▶ **Input for this task**
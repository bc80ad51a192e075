//! 请求提取器：JSON 反序列化 + 字段校验，路径 id

use async_trait::async_trait;
use axum::{
    extract::{FromRequest, FromRequestParts, Path, Request},
    http::request::Parts,
    Json,
};
use serde::de::DeserializeOwned;
use validator::Validate;

use super::error::CoreError;

/// 通过校验的 JSON 请求体
///
/// 缺失字段、类型错误、未知字段以及 `validator` 规则都会在进入处理器之前被拒绝。
#[derive(Debug)]
pub struct ValidatedJson<T>(pub T);

#[async_trait]
impl<T, S> FromRequest<S> for ValidatedJson<T>
where
    T: DeserializeOwned + Validate,
    S: Send + Sync,
{
    type Rejection = CoreError;

    async fn from_request(req: Request, state: &S) -> Result<Self, Self::Rejection> {
        let Json(value) = Json::<T>::from_request(req, state)
            .await
            .map_err(|rejection| CoreError::Validation(rejection.body_text()))?;
        value.validate()?;
        Ok(ValidatedJson(value))
    }
}

/// 路径参数 `id`，原样保留，只拒绝空白
#[derive(Debug)]
pub struct UserId(pub String);

#[async_trait]
impl<S> FromRequestParts<S> for UserId
where
    S: Send + Sync,
{
    type Rejection = CoreError;

    async fn from_request_parts(parts: &mut Parts, state: &S) -> Result<Self, Self::Rejection> {
        let Path(id) = Path::<String>::from_request_parts(parts, state)
            .await
            .map_err(|rejection| CoreError::Validation(rejection.body_text()))?;
        require_id(&id)?;
        Ok(UserId(id))
    }
}

fn require_id(id: &str) -> Result<(), CoreError> {
    if id.trim().is_empty() {
        return Err(CoreError::Validation(
            "\"id\" is not allowed to be empty".to_string(),
        ));
    }
    Ok(())
}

▶ **Description of the task**
Write out all of the records word for word.

▶ **Answer below**
repository bc80ad51a192e075
//! 请求提取器：JSON 反序列化 + 字段校验，路径 id

use async_trait::async_trait;
use axum::{
    extract::{FromRequest, FromRequestParts, Path, Request},
    http::request::Parts,
    Json,
};
use serde::de::DeserializeOwned;
use validator::Validate;

use super::error::CoreError;

/// 通过校验的 JSON 请求体
///
/// 缺失字段、类型错误、未知字段以及 `validator` 规则都会在进入处理器之前被拒绝。
#[derive(Debug)]
pub struct ValidatedJson<T>(pub T);

#[async_trait]
impl<T, S> FromRequest<S> for ValidatedJson<T>
where
    T: DeserializeOwned + Validate,
    S: Send + Sync,
{
    type Rejection = CoreError;

    async fn from_request(req: Request, state: &S) -> Result<Self, Self::Rejection> {
        let Json(value) = Json::<T>::from_request(req, state)
            .await
            .map_err(|rejection| CoreError::Validation(rejection.body_text()))?;
        value.validate()?;
        Ok(ValidatedJson(value))
    }
}

/// 路径参数 `id`，原样保留，只拒绝空白
#[derive(Debug)]
pub struct UserId(pub String);

#[async_trait]
impl<S> FromRequestParts<S> for UserId
where
    S: Send + Sync,
{
    type Rejection = CoreError;

    async fn from_request_parts(parts: &mut Parts, state: &S) -> Result<Self, Self::Rejection> {
        let Path(id) = Path::<String>::from_request_parts(parts, state)
            .await
            .map_err(|rejection| CoreError::Validation(rejection.body_text()))?;
        require_id(&id)?;
        Ok(UserId(id))
    }
}

fn require_id(id: &str) -> Result<(), CoreError> {
    if id.trim().is_empty() {
        return Err(CoreError::Validation(
            "\"id\" is not allowed to be empty".to_string(),
        ));
    }
    Ok(())
}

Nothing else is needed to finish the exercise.